ACTIVITY
Find "return None;" in the data below; transcribe the line it appears on and each line after it, exactly, to the end, and nothing else.

[SOURCE RECORDS — start]

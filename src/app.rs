use eframe::egui::{self, Color32};
use parking_lot::Mutex;
use std::{
    path::PathBuf,
    sync::{mpsc, Arc},
    time::Duration,
};

use crate::{
    config::{DelayRange, Settings, MAX_DELAY_SECONDS, MIN_DELAY_SECONDS, OFFSET_MAX_PX},
    controller::Controller,
    error::Error,
    hotkey::{Hotkey, HotkeyEvent, HotkeyHandler},
    indicator::{self, Corner, StatusIndicator},
    logging::LogControl,
    mouse::MouseBackend,
};

const ERROR_COLOR: Color32 = Color32::from_rgb(0xE5, 0x48, 0x4D);

// -------------- App State --------------
pub struct ClickApp {
    pub(crate) controller: Arc<Mutex<Controller>>,
    pub(crate) hotkey: HotkeyHandler,
    events: mpsc::Receiver<HotkeyEvent>,
    pub(crate) settings: Settings,
    settings_path: PathBuf,
    indicator: StatusIndicator,
    log: LogControl,

    // timing inputs as typed, before Apply
    pub(crate) min_delay_input: f32,
    pub(crate) max_delay_input: f32,
    pub(crate) timing_error: Option<String>,
    pub(crate) applied_label: String,

    window_level_applied: Option<bool>,
    cleaned_up: bool,
}

impl ClickApp {
    pub fn new(
        settings: Settings,
        settings_path: PathBuf,
        backend: Box<dyn MouseBackend>,
        log: LogControl,
        repaint: Option<egui::Context>,
    ) -> Self {
        let settings = settings.normalized();
        let delays = settings.delay_range();
        let controller = Arc::new(Mutex::new(Controller::new(backend, delays, settings.offset_range)));

        // Toggles apply straight from the listener thread so they work while
        // the window is minimized; the UI is only told to redraw.
        let (tx, events) = mpsc::channel();
        let tx = Mutex::new(tx);
        let hotkey_controller = Arc::clone(&controller);
        let callback = move |event: HotkeyEvent| {
            if event == HotkeyEvent::Toggle {
                hotkey_controller.lock().toggle_clicking();
            }
            if let Err(err) = tx.lock().send(event) {
                tracing::debug!(error = %err, "hotkey event dropped, ui gone");
            }
            if let Some(ctx) = &repaint {
                ctx.request_repaint();
                ctx.request_repaint_of(indicator::viewport_id());
            }
        };
        let hotkey = HotkeyHandler::new(settings.hotkey.clone(), Box::new(callback));
        let indicator = StatusIndicator::new(settings.indicator_corner, settings.show_indicator);

        Self {
            controller,
            hotkey,
            events,
            min_delay_input: delays.min_secs(),
            max_delay_input: delays.max_secs(),
            timing_error: None,
            applied_label: delays.applied_label(),
            settings,
            settings_path,
            indicator,
            log,
            window_level_applied: None,
            cleaned_up: false,
        }
    }

    /// Hooks the global hotkey. Kept out of `new` so tests never touch the OS.
    pub fn start_services(&mut self) {
        self.hotkey.start();
    }

    pub fn toggle_clicking(&self) -> bool {
        self.controller.lock().toggle_clicking()
    }

    /// Handles events queued by the hotkey listener. Toggles were already applied.
    pub fn drain_hotkey_events(&mut self) {
        while let Ok(event) = self.events.try_recv() {
            if let HotkeyEvent::Captured(hotkey) = event {
                self.settings.hotkey = hotkey;
            }
        }
    }

    pub fn validate_timing_inputs(&self) -> Result<DelayRange, String> {
        DelayRange::validate(self.min_delay_input, self.max_delay_input).map_err(|err| match err {
            Error::InvalidTiming(msg) => msg,
            other => other.to_string(),
        })
    }

    /// Pushes the typed interval to the scheduler, or records why it was rejected.
    pub fn apply_delay_settings(&mut self) -> bool {
        match self.validate_timing_inputs() {
            Ok(range) => {
                self.min_delay_input = range.min_secs();
                self.max_delay_input = range.max_secs();
                self.settings.min_delay = range.min_secs();
                self.settings.max_delay = range.max_secs();
                self.controller.lock().set_delay_range(range);
                self.applied_label = range.applied_label();
                self.timing_error = None;
                true
            }
            Err(msg) => {
                self.timing_error = Some(msg);
                false
            }
        }
    }

    pub fn apply_offset(&mut self, value: u32) {
        let value = value.min(OFFSET_MAX_PX);
        self.settings.offset_range = value;
        self.controller.lock().set_offset_range(value);
    }

    pub fn set_console_output(&mut self, enabled: bool) {
        self.settings.console_output = enabled;
        self.log.set_console_output(enabled);
    }

    pub fn set_show_indicator(&mut self, visible: bool) {
        self.settings.show_indicator = visible;
        self.indicator.set_visible(visible);
    }

    pub fn set_indicator_corner(&mut self, corner: Corner) {
        self.settings.indicator_corner = corner;
        self.indicator.set_corner(corner);
    }

    pub fn save_settings(&self) {
        match self.settings.save(&self.settings_path) {
            Ok(()) => tracing::info!(path = %self.settings_path.display(), "settings saved"),
            Err(err) => tracing::warn!(error = %err, "could not save settings"),
        }
    }

    /// Stops clicking, disarms the hotkey and persists settings. Idempotent.
    pub fn cleanup(&mut self) {
        if self.cleaned_up {
            return;
        }
        self.cleaned_up = true;
        self.controller.lock().deactivate();
        self.hotkey.stop();
        self.save_settings();
        tracing::debug!("cleanup complete");
    }

    fn minimize_to_indicator(&self, ctx: &egui::Context) {
        ctx.send_viewport_cmd(egui::ViewportCommand::Minimized(true));
    }

    fn sync_window_level(&mut self, ctx: &egui::Context) {
        let on_top = self.settings.always_on_top;
        if self.window_level_applied == Some(on_top) {
            return;
        }
        let level = if on_top { egui::WindowLevel::AlwaysOnTop } else { egui::WindowLevel::Normal };
        ctx.send_viewport_cmd(egui::ViewportCommand::WindowLevel(level));
        self.window_level_applied = Some(on_top);
    }

    // -------------- Panels --------------

    fn status_ui(&mut self, ui: &mut egui::Ui) {
        let status = self.controller.lock().status();
        ui.group(|ui| {
            ui.label("Status");
            ui.horizontal(|ui| {
                let (text, color) = if status.is_active {
                    ("Active", Color32::from_rgb(0x2E, 0xA0, 0x43))
                } else {
                    ("Inactive", ERROR_COLOR)
                };
                ui.colored_label(color, text);
                ui.label(status.message());
            });
            ui.label(status.position_label());
            ui.label(format!("Clicks this session: {}", status.clicks));
            match status.next_click {
                Some(pending) => {
                    ui.label(format!("Next click in {:.1}s", pending.remaining().as_secs_f32()));
                }
                None => {
                    ui.label("Next click: -");
                }
            }

            let button = if status.is_active { "Stop Auto-Clicker" } else { "Start Auto-Clicker" };
            if ui.button(button).clicked() {
                self.toggle_clicking();
            }
        });
    }

    fn timing_ui(&mut self, ui: &mut egui::Ui) {
        ui.group(|ui| {
            ui.label("Click interval (seconds)");
            ui.horizontal(|ui| {
                ui.label("Min");
                ui.add(
                    egui::DragValue::new(&mut self.min_delay_input)
                        .speed(0.1)
                        .fixed_decimals(1)
                        .clamp_range(MIN_DELAY_SECONDS..=MAX_DELAY_SECONDS),
                );
                ui.label("Max");
                ui.add(
                    egui::DragValue::new(&mut self.max_delay_input)
                        .speed(0.1)
                        .fixed_decimals(1)
                        .clamp_range(MIN_DELAY_SECONDS..=MAX_DELAY_SECONDS),
                );
                let valid = self.validate_timing_inputs();
                if ui.add_enabled(valid.is_ok(), egui::Button::new("Apply")).clicked() {
                    self.apply_delay_settings();
                }
                if let Err(msg) = valid {
                    self.timing_error = Some(msg);
                } else if self.timing_error.is_some() {
                    self.timing_error = None;
                }
            });
            if let Some(msg) = &self.timing_error {
                ui.colored_label(ERROR_COLOR, msg);
            }
            ui.label(&self.applied_label);
        });
    }

    fn offset_ui(&mut self, ui: &mut egui::Ui) {
        ui.group(|ui| {
            ui.label("Position jitter");
            let mut offset = self.settings.offset_range;
            let resp = ui.add(egui::Slider::new(&mut offset, 0..=OFFSET_MAX_PX).text("± px"));
            if resp.changed() {
                self.apply_offset(offset);
            }
        });
    }

    fn behavior_ui(&mut self, ui: &mut egui::Ui) {
        ui.group(|ui| {
            ui.label("Behavior");
            ui.checkbox(&mut self.settings.always_on_top, "Keep window on top");

            let mut show = self.settings.show_indicator;
            if ui.checkbox(&mut show, "Show status indicator").changed() {
                self.set_show_indicator(show);
            }

            let mut console = self.settings.console_output;
            if ui.checkbox(&mut console, "Verbose console output").changed() {
                self.set_console_output(console);
            }

            let mut corner = self.settings.indicator_corner;
            egui::ComboBox::from_label("Indicator corner")
                .selected_text(corner.label())
                .show_ui(ui, |ui| {
                    for c in Corner::ALL {
                        ui.selectable_value(&mut corner, c, c.label());
                    }
                });
            if corner != self.settings.indicator_corner {
                self.set_indicator_corner(corner);
            }
        });
    }

    fn hotkey_ui(&mut self, ui: &mut egui::Ui) {
        ui.group(|ui| {
            ui.horizontal(|ui| {
                ui.label(format!("Hotkey: {}", self.hotkey.hotkey()));
                if self.hotkey.is_capturing() {
                    ui.label("press a key…");
                    return;
                }
                if ui.button("Capture").clicked() {
                    self.hotkey.capture_next();
                }
                if ui.button("Reset").clicked() {
                    self.hotkey.set_hotkey(Hotkey::default());
                    self.settings.hotkey = Hotkey::default();
                }
            });
        });
    }
}

impl eframe::App for ClickApp {
    fn update(&mut self, ctx: &egui::Context, _frame: &mut eframe::Frame) {
        self.drain_hotkey_events();
        self.sync_window_level(ctx);

        if ctx.input(|i| i.viewport().close_requested()) {
            self.cleanup();
            return;
        }

        self.indicator.show(ctx, &self.controller);
        let is_active = self.controller.lock().is_active();

        egui::TopBottomPanel::top("top").show(ctx, |ui| {
            ui.heading("ClickClick");
        });

        egui::CentralPanel::default().show(ctx, |ui| {
            self.status_ui(ui);
            ui.separator();
            self.timing_ui(ui);
            self.offset_ui(ui);
            self.behavior_ui(ui);
            self.hotkey_ui(ui);
            ui.separator();
            ui.horizontal(|ui| {
                if ui.button("Save Settings").clicked() {
                    self.save_settings();
                }
                if ui.button("Minimize to indicator").clicked() {
                    self.minimize_to_indicator(ctx);
                }
            });
        });

        // keep the countdown and status fresh
        if is_active || self.hotkey.is_capturing() {
            ctx.request_repaint_after(Duration::from_millis(100));
        }
    }
}

impl Drop for ClickApp {
    fn drop(&mut self) {
        self.cleanup();
    }
}
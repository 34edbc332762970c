//! Half-plane side test for a directed segment.
//!
//! The interior of a directed segment is its right-hand side: below a
//! left-to-right segment, above a right-to-left one, right of an upward
//! vertical and left of a downward one. A closed ring traversed clockwise
//! therefore has its enclosed region on the interior side of every segment.
//!
//! Assumptions (not validated)
//! - Faces are convex and traversed in one rotational sense. For non-convex
//!   faces the conjunction over the boundary is not a membership test.
//! - Boundary ties follow the inequality directions below, so a point on a
//!   shared segment may pass for one neighbor and fail for the other.

use super::types::{GeomCfg, Point2, Segment2};

/// Whether `p` lies on the interior side of `seg`.
///
/// - Vertical (`|Δx| < cfg.eps_vertical`): `p.x > start.x` for an upward
///   segment, `p.x <= start.x` otherwise (including zero-length segments).
/// - Otherwise: residual `r = p.y - (m·p.x + q)` of the carrier line
///   `y = m·x + q`; interior is `r <= 0` left-to-right, `r >= 0` right-to-left.
pub fn is_of_half_plane(seg: &Segment2, p: Point2, cfg: &GeomCfg) -> bool {
    let (s, e) = (seg.start, seg.end);
    if seg.is_vertical(cfg) {
        return if s.y < e.y { p.x > s.x } else { p.x <= s.x };
    }
    let slope = (e.y - s.y) / (e.x - s.x);
    let intercept = e.y - slope * e.x;
    let residual = p.y - (slope * p.x + intercept);
    if s.x < e.x {
        residual <= 0.0
    } else {
        residual >= 0.0
    }
}

/// Conjunction of [`is_of_half_plane`] over a sequence of segments; stops at the first failure.
pub fn inside_all<I>(segments: I, p: Point2, cfg: &GeomCfg) -> bool
where
    I: IntoIterator<Item = Segment2>,
{
    segments
        .into_iter()
        .all(|seg| is_of_half_plane(&seg, p, cfg))
}

#[cfg(test)]
mod tests {
    use super::*;
    use nalgebra::vector;

    fn seg(a: [f64; 2], b: [f64; 2]) -> Segment2 {
        Segment2::new(vector![a[0], a[1]], vector![b[0], b[1]])
    }

    #[test]
    fn horizontal_left_to_right_interior_is_below() {
        let cfg = GeomCfg::default();
        let s = seg([0.0, 0.0], [1.0, 0.0]);
        assert!(is_of_half_plane(&s, vector![0.5, -0.1], &cfg));
        assert!(!is_of_half_plane(&s, vector![0.5, 0.1], &cfg));
        // On the line: residual 0 passes.
        assert!(is_of_half_plane(&s, vector![0.5, 0.0], &cfg));
    }

    #[test]
    fn horizontal_right_to_left_interior_is_above() {
        let cfg = GeomCfg::default();
        let s = seg([1.0, 0.0], [0.0, 0.0]);
        assert!(is_of_half_plane(&s, vector![0.5, 0.1], &cfg));
        assert!(!is_of_half_plane(&s, vector![0.5, -0.1], &cfg));
        assert!(is_of_half_plane(&s, vector![0.5, 0.0], &cfg));
    }

    #[test]
    fn vertical_ties_are_asymmetric() {
        let cfg = GeomCfg::default();
        let up = seg([0.0, 0.0], [0.0, 1.0]);
        let down = up.reversed();
        assert!(is_of_half_plane(&up, vector![0.5, 0.5], &cfg));
        assert!(!is_of_half_plane(&up, vector![-0.5, 0.5], &cfg));
        assert!(!is_of_half_plane(&up, vector![0.0, 0.5], &cfg));
        assert!(is_of_half_plane(&down, vector![-0.5, 0.5], &cfg));
        assert!(is_of_half_plane(&down, vector![0.0, 0.5], &cfg));
        assert!(!is_of_half_plane(&down, vector![0.5, 0.5], &cfg));
    }

    #[test]
    fn near_vertical_uses_vertical_rule() {
        let cfg = GeomCfg::default();
        // |Δx| = 1e-7 < eps: classified as an upward vertical at x = 0.
        let s = seg([0.0, 0.0], [1e-7, 1.0]);
        assert!(is_of_half_plane(&s, vector![0.25, 100.0], &cfg));
        assert!(!is_of_half_plane(&s, vector![-0.25, -100.0], &cfg));
    }

    #[test]
    fn sloped_segment() {
        let cfg = GeomCfg::default();
        // y = x, left-to-right: interior is below the diagonal.
        let s = seg([0.0, 0.0], [2.0, 2.0]);
        assert!(is_of_half_plane(&s, vector![1.0, 0.5], &cfg));
        assert!(!is_of_half_plane(&s, vector![1.0, 1.5], &cfg));
        // Classification uses the infinite carrier line, not the segment.
        assert!(is_of_half_plane(&s, vector![10.0, 9.0], &cfg));
    }

    #[test]
    fn clockwise_square_contains_center() {
        let cfg = GeomCfg::default();
        let ring = [[0.0, 0.0], [0.0, 1.0], [1.0, 1.0], [1.0, 0.0]];
        let segs: Vec<Segment2> = (0..4).map(|i| seg(ring[i], ring[(i + 1) % 4])).collect();
        assert!(inside_all(segs.iter().copied(), vector![0.5, 0.5], &cfg));
        assert!(!inside_all(segs.iter().copied(), vector![1.5, 0.5], &cfg));
        assert!(!inside_all(segs.iter().copied(), vector![0.5, -0.5], &cfg));
    }
}
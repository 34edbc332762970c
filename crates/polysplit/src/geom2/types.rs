//! Basic 2D types and tolerances used by the half-plane predicate.
//!
//! - `GeomCfg`: the tolerance shared by the predicate and the locator.
//! - `Winding`: rotational sense of a closed boundary.
//! - `Segment2`: directed segment `start → end`, the unit the predicate classifies against.

use nalgebra::Vector2;

/// Points are plain column vectors; a vertex has no identity beyond its position.
pub type Point2 = Vector2<f64>;

/// Geometry configuration (tolerances).
#[derive(Clone, Copy, Debug, PartialEq)]
pub struct GeomCfg {
    /// Segments with `|Δx|` below this are classified by the vertical rule.
    pub eps_vertical: f64,
}

impl Default for GeomCfg {
    fn default() -> Self {
        Self {
            eps_vertical: 1e-6,
        }
    }
}

/// Rotational sense of a closed vertex ring (y axis pointing up).
#[derive(Clone, Copy, Debug, PartialEq, Eq, Hash)]
pub enum Winding {
    Clockwise,
    CounterClockwise,
}

impl Winding {
    /// Winding of a ring with the given signed (shoelace) area. Zero area reads as clockwise,
    /// which keeps the predicate's native orientation.
    #[inline]
    pub fn from_signed_area(area: f64) -> Self {
        if area > 0.0 {
            Winding::CounterClockwise
        } else {
            Winding::Clockwise
        }
    }
}

/// Directed segment `start → end`.
#[derive(Clone, Copy, Debug, PartialEq)]
pub struct Segment2 {
    pub start: Point2,
    pub end: Point2,
}

impl Segment2 {
    #[inline]
    pub fn new(start: Point2, end: Point2) -> Self {
        Self { start, end }
    }

    /// Same carrier line, opposite direction.
    #[inline]
    pub fn reversed(&self) -> Self {
        Self {
            start: self.end,
            end: self.start,
        }
    }

    #[inline]
    pub fn midpoint(&self) -> Point2 {
        (self.start + self.end) * 0.5
    }

    #[inline]
    pub fn is_vertical(&self, cfg: &GeomCfg) -> bool {
        (self.start.x - self.end.x).abs() < cfg.eps_vertical
    }
}
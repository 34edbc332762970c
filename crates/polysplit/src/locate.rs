//! Point-in-face test over a subdivision.
//!
//! A point is in a face when it lies on the interior side of every boundary
//! segment of that face. The half-plane predicate treats the right-hand side
//! as interior, so for a counter-clockwise subdivision each segment is fed to
//! it reversed. Only meaningful for convex faces.

use crate::dcel::{Dcel, FaceId};
use crate::geom2::{inside_all, GeomCfg, Point2, Segment2, Winding};

impl Dcel {
    /// Whether `p` lies in `face`, with default tolerances.
    ///
    /// Panics if `face` is out of range.
    pub fn locate(&self, face: FaceId, p: Point2) -> bool {
        self.locate_with(face, p, &GeomCfg::default())
    }

    /// Whether `p` lies in `face`; stops at the first boundary segment that rejects it.
    pub fn locate_with(&self, face: FaceId, p: Point2, cfg: &GeomCfg) -> bool {
        inside_all(self.interior_segments(face), p, cfg)
    }

    /// First face containing `p`, scanning faces in id order.
    pub fn find_face(&self, p: Point2, cfg: &GeomCfg) -> Option<FaceId> {
        self.face_ids().find(|&f| self.locate_with(f, p, cfg))
    }

    /// Boundary segments of `face`, oriented so the face lies on their right.
    fn interior_segments(&self, face: FaceId) -> impl Iterator<Item = Segment2> + '_ {
        let flip = self.winding() == Winding::CounterClockwise;
        self.face_cycle(face).map(move |h| {
            let seg = self.segment(h);
            if flip {
                seg.reversed()
            } else {
                seg
            }
        })
    }
}
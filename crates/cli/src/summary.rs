//! Run-summary sidecar: provenance plus the shape of the final subdivision.

use anyhow::{Context, Result};
use polysplit::api::{Dcel, FaceTally};
use serde::Serialize;
use std::fs;
use std::panic::Location;
use std::path::Path;
use std::process::Command;

#[derive(Debug, Serialize)]
pub struct Counts {
    pub vertices: usize,
    pub edges: usize,
    pub faces: usize,
    pub half_edges: usize,
}

impl Counts {
    pub fn of(dcel: &Dcel) -> Self {
        Self {
            vertices: dcel.num_vertices(),
            edges: dcel.num_edges(),
            faces: dcel.num_faces(),
            half_edges: dcel.num_half_edges(),
        }
    }
}

#[derive(Debug, Default, Serialize)]
pub struct SplitStats {
    pub requested: usize,
    pub accepted: usize,
    pub rejected: usize,
}

/// Everything the sidecar records besides provenance.
#[derive(Debug, Serialize)]
pub struct RunSummary {
    pub params: serde_json::Value,
    pub counts: Counts,
    pub splits: SplitStats,
    pub towers: usize,
    pub face_totals: Vec<i64>,
    pub total: i64,
}

impl RunSummary {
    pub fn new(
        params: serde_json::Value,
        dcel: &Dcel,
        splits: SplitStats,
        towers: usize,
        tally: &FaceTally,
    ) -> Self {
        Self {
            params,
            counts: Counts::of(dcel),
            splits,
            towers,
            face_totals: tally.totals.clone(),
            total: tally.total(),
        }
    }
}

/// Write `summary` to `path` as pretty JSON, tagged with the git revision and callsite.
#[track_caller]
pub fn write_summary(path: &Path, summary: &RunSummary) -> Result<()> {
    if let Some(parent) = path.parent() {
        if !parent.as_os_str().is_empty() {
            fs::create_dir_all(parent)
                .with_context(|| format!("creating summary dir {}", parent.display()))?;
        }
    }
    let callsite = Location::caller();
    let doc = serde_json::json!({
        "code_rev": code_revision(),
        "version": polysplit::VERSION,
        "callsite": {
            "file": callsite.file(),
            "line": callsite.line()
        },
        "summary": summary,
    });
    fs::write(path, serde_json::to_vec_pretty(&doc)?)
        .with_context(|| format!("writing {}", path.display()))?;
    Ok(())
}

/// Revision baked in at build time, then `GIT_COMMIT` at run time, then `git rev-parse`.
fn code_revision() -> String {
    option_env!("GIT_COMMIT")
        .map(str::to_owned)
        .filter(|rev| !rev.is_empty())
        .or_else(|| std::env::var("GIT_COMMIT").ok().filter(|rev| !rev.is_empty()))
        .or_else(git_head)
        .unwrap_or_else(|| "unknown".to_owned())
}

fn git_head() -> Option<String> {
    let out = Command::new("git").args(["rev-parse", "HEAD"]).output().ok()?;
    if !out.status.success() {
        return None;
    }
    let rev = String::from_utf8(out.stdout).ok()?;
    let rev = rev.trim();
    (!rev.is_empty()).then(|| rev.to_owned())
}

[SOURCE RECORDS — finish]

RESPONSE TO THIS EXERCISE
        return None;
    }
    let rev = String::from_utf8(out.stdout).ok()?;
    let rev = rev.trim();
    (!rev.is_empty()).then(|| rev.to_owned())
}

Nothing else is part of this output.